### WORK INSTRUCTIONS
Which lines in the records below contain the word "root"? Report each of them.

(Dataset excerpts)

+-------+

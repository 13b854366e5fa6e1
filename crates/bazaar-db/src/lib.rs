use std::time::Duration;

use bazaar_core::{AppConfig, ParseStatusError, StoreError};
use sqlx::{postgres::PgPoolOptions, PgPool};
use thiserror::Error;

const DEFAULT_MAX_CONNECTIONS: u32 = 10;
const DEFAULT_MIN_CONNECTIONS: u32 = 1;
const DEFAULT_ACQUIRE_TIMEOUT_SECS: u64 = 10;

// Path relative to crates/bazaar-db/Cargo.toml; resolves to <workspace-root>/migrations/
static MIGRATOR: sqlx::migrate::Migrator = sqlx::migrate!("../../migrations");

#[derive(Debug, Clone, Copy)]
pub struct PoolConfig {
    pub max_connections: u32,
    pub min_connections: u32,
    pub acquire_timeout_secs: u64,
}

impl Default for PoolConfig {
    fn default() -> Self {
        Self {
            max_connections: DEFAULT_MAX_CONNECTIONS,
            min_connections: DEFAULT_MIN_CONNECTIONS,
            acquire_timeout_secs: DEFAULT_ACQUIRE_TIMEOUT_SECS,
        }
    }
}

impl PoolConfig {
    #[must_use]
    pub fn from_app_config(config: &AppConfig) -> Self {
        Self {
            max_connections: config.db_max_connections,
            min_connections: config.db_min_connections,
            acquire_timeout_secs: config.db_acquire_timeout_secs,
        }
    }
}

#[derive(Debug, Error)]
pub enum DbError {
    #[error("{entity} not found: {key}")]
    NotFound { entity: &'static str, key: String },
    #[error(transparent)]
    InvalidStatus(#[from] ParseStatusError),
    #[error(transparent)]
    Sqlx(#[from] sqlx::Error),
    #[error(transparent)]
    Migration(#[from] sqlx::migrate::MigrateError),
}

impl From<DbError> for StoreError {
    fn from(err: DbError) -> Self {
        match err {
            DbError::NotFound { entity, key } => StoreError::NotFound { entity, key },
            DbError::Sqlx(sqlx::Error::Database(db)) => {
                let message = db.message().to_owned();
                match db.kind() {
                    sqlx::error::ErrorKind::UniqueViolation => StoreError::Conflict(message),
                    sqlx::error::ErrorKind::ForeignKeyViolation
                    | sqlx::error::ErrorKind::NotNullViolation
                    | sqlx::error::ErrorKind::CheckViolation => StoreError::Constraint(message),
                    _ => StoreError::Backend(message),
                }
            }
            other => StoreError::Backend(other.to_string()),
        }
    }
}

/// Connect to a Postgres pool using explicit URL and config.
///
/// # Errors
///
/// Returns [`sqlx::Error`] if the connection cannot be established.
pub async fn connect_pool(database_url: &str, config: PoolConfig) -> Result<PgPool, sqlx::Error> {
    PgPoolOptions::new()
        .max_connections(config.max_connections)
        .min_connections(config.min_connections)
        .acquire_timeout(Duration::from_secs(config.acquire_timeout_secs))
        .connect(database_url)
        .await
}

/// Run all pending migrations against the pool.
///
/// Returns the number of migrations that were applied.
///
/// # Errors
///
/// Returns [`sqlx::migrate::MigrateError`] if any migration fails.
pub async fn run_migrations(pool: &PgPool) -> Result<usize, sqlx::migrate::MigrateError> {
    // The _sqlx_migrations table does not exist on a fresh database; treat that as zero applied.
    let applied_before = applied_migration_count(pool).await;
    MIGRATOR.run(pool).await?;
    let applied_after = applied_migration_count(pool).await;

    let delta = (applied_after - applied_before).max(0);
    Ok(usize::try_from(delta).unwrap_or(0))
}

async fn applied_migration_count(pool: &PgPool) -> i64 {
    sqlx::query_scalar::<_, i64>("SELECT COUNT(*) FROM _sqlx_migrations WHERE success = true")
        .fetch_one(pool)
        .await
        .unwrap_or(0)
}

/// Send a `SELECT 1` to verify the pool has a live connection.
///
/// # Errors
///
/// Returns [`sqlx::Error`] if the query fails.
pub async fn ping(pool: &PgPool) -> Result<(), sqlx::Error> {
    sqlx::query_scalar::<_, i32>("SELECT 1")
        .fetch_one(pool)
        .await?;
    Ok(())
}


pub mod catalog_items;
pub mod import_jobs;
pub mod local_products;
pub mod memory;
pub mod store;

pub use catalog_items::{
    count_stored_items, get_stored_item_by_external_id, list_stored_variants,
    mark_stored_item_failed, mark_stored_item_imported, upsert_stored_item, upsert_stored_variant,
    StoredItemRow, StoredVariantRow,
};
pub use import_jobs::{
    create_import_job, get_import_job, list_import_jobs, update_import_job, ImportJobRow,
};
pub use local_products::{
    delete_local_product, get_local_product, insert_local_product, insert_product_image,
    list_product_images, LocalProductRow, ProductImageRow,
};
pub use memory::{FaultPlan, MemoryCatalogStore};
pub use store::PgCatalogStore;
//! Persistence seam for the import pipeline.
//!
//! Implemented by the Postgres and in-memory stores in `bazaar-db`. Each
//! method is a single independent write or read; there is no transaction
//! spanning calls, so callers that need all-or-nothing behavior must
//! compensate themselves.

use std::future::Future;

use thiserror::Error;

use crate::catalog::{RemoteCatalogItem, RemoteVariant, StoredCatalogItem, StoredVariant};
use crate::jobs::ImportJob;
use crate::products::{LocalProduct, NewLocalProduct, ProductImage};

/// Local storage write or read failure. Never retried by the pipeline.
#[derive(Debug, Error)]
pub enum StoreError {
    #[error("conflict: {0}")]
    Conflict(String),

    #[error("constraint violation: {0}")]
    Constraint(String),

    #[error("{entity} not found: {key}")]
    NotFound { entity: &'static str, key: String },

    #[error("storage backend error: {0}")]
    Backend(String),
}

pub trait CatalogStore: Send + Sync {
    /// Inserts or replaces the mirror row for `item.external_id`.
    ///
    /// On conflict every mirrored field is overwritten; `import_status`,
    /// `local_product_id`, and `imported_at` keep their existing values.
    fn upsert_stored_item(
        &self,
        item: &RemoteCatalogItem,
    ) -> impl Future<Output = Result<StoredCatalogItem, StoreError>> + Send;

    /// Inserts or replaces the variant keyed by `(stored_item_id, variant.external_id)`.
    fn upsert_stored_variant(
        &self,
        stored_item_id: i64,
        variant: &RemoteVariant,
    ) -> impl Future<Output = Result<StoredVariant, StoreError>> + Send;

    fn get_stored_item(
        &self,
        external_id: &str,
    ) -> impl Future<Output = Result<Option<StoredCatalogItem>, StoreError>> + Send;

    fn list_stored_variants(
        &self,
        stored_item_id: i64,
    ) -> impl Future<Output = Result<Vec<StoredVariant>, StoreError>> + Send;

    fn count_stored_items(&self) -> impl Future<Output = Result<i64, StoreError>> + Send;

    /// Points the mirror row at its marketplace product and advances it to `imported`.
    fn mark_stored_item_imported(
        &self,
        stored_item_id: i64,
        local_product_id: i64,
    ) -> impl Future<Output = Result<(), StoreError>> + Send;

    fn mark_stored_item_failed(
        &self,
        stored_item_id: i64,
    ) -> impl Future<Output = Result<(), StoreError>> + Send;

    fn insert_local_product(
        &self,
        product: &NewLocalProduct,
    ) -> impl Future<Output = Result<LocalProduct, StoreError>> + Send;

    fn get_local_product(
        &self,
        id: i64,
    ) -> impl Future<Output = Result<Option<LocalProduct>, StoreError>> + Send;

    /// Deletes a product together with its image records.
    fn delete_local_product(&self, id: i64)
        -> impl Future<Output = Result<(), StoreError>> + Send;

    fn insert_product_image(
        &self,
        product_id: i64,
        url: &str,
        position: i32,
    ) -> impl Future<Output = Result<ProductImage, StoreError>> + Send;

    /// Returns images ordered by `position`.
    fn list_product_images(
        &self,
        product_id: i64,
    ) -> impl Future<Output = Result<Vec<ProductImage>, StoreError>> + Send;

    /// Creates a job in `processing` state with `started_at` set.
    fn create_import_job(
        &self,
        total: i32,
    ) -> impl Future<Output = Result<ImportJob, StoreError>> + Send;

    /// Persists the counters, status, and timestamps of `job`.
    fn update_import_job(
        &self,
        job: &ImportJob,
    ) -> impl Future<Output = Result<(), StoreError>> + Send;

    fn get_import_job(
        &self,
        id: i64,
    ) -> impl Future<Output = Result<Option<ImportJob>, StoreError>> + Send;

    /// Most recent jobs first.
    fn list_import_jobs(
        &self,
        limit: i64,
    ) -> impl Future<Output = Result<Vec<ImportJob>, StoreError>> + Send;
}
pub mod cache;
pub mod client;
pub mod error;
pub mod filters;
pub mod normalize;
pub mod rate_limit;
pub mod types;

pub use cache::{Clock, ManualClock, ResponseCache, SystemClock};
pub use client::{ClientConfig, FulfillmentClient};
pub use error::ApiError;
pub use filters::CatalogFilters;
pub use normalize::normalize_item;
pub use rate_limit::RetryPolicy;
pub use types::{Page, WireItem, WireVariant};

+-------+

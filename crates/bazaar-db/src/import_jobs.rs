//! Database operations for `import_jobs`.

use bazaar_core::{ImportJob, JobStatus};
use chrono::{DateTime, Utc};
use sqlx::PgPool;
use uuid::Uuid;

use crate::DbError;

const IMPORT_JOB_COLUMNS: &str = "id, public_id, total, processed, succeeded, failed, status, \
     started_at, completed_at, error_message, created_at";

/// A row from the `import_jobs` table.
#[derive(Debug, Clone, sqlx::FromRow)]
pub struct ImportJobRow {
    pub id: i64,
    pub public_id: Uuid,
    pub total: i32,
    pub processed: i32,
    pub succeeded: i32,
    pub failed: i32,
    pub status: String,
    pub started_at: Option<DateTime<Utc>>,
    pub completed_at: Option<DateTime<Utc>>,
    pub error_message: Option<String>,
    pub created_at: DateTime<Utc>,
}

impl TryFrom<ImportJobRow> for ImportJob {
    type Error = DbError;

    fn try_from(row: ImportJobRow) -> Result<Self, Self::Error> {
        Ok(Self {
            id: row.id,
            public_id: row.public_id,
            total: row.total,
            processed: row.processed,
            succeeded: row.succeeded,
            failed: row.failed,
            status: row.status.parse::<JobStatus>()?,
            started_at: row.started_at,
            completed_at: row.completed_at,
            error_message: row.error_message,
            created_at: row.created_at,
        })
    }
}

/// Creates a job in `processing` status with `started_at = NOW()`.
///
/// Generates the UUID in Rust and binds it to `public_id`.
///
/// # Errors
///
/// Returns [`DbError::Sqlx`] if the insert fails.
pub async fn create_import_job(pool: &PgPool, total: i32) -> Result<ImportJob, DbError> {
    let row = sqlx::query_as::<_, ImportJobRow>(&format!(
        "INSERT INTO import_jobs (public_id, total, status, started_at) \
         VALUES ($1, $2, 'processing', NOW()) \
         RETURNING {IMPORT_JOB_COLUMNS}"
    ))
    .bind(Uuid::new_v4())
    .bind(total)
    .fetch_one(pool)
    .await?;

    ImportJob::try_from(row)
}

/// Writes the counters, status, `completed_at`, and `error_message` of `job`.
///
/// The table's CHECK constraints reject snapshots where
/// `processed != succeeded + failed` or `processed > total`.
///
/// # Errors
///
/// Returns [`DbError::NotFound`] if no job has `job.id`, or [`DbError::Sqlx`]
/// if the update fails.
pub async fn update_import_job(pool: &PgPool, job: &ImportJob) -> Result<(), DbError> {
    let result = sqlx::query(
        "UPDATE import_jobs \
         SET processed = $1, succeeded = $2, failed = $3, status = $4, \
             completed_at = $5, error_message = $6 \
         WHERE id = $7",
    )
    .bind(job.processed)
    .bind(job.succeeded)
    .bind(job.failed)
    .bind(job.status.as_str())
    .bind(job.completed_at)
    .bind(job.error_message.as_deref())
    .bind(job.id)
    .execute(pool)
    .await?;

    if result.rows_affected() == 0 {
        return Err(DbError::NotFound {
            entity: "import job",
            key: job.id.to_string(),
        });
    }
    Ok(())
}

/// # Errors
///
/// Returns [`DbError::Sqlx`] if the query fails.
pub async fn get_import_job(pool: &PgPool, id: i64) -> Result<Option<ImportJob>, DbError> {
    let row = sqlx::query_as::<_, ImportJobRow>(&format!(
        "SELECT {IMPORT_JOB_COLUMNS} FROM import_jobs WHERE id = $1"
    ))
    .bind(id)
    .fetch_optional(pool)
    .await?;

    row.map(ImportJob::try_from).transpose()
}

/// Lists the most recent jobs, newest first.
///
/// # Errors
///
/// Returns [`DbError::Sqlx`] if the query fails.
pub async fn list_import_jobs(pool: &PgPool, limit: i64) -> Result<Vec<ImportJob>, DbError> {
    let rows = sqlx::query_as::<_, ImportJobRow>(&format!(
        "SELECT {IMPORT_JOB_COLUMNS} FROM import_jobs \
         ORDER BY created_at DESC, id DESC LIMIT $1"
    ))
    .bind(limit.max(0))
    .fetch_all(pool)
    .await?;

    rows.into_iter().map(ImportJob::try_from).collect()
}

+-------+

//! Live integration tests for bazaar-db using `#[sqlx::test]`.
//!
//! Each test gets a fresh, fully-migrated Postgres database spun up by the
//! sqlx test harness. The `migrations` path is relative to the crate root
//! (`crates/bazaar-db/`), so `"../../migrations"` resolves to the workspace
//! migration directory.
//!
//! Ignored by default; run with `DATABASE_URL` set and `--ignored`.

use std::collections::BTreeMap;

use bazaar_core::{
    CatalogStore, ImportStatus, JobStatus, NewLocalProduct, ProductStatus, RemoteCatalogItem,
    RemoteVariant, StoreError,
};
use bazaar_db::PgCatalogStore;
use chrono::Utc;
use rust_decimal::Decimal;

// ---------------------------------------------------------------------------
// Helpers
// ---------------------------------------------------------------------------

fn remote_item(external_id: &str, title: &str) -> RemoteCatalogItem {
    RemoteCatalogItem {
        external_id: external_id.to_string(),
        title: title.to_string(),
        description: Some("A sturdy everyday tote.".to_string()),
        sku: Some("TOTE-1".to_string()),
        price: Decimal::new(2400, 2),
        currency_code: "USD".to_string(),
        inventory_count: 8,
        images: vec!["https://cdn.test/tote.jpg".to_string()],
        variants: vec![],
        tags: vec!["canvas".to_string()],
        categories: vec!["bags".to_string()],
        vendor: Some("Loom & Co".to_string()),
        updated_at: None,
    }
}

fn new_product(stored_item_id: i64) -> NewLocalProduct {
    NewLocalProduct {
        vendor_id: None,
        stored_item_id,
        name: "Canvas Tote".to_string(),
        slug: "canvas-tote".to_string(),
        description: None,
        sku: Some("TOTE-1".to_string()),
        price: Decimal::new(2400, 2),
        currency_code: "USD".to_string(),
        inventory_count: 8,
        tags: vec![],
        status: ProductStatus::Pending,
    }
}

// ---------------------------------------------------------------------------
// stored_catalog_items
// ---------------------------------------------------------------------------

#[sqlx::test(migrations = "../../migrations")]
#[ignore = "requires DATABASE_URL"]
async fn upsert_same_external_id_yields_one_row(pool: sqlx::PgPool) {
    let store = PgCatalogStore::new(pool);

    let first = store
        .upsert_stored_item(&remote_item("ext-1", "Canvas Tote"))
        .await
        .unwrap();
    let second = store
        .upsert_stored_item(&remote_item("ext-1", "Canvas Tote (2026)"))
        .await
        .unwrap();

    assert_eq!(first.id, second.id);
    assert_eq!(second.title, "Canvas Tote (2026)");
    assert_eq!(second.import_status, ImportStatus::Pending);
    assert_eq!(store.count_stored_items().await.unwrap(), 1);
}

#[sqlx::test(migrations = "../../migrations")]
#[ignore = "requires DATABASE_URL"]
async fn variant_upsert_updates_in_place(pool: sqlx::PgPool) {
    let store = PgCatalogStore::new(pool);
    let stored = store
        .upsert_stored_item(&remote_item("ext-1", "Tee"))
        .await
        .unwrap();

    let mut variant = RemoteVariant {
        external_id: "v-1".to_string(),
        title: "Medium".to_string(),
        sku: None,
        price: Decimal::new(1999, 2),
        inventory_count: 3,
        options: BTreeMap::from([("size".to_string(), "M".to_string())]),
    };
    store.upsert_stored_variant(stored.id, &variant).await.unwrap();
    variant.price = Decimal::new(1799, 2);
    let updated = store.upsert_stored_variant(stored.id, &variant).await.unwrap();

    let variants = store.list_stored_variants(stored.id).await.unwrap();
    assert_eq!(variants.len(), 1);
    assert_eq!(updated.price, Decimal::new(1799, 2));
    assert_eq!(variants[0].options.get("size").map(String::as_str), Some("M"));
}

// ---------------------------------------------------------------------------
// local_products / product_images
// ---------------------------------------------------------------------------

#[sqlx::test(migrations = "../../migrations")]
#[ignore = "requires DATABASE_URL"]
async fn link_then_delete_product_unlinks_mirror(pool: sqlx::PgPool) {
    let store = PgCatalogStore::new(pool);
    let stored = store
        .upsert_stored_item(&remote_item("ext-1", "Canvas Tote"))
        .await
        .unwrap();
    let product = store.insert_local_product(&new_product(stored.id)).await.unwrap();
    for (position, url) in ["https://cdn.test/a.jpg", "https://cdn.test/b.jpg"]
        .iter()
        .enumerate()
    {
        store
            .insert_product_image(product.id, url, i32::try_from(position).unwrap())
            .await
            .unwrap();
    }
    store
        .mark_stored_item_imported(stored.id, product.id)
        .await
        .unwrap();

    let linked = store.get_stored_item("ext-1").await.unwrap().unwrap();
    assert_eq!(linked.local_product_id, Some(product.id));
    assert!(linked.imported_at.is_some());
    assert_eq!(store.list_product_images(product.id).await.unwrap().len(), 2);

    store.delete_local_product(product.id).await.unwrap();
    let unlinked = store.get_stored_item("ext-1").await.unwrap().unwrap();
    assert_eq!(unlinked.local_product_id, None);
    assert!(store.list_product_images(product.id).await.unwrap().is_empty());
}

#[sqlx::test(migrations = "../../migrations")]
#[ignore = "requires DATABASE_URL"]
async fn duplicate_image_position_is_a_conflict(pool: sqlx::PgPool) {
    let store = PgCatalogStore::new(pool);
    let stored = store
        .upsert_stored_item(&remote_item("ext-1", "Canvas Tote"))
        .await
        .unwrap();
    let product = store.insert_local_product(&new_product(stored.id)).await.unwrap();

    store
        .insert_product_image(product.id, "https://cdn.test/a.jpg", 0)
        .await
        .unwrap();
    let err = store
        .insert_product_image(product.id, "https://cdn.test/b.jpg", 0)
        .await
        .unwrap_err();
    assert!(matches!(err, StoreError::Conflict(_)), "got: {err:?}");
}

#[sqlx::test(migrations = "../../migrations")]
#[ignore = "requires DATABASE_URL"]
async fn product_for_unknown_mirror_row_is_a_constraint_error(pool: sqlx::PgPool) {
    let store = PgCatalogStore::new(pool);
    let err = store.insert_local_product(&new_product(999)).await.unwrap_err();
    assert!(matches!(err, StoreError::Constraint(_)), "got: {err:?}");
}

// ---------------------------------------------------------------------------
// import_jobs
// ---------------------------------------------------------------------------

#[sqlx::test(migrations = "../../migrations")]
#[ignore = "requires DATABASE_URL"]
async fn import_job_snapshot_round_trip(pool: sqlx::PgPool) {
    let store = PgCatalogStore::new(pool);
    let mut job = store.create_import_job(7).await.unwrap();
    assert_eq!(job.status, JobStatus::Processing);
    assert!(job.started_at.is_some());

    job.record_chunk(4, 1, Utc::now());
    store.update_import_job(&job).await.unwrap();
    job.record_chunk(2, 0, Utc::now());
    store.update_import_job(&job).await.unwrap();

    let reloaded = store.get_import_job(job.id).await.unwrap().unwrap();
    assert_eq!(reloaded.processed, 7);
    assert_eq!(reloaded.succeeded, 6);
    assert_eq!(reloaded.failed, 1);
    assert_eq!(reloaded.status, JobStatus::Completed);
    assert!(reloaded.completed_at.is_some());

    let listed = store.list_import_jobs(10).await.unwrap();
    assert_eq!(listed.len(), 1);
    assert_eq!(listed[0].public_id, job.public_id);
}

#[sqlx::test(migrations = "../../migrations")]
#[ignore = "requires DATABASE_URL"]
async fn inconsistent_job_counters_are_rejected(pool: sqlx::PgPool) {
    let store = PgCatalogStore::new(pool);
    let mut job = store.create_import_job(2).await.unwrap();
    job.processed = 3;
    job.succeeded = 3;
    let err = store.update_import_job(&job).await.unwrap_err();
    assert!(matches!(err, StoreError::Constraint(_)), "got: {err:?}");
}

+-------+

### ANSWER SECTION
// Path relative to crates/bazaar-db/Cargo.toml; resolves to <workspace-root>/migrations/
//! sqlx test harness. The `migrations` path is relative to the crate root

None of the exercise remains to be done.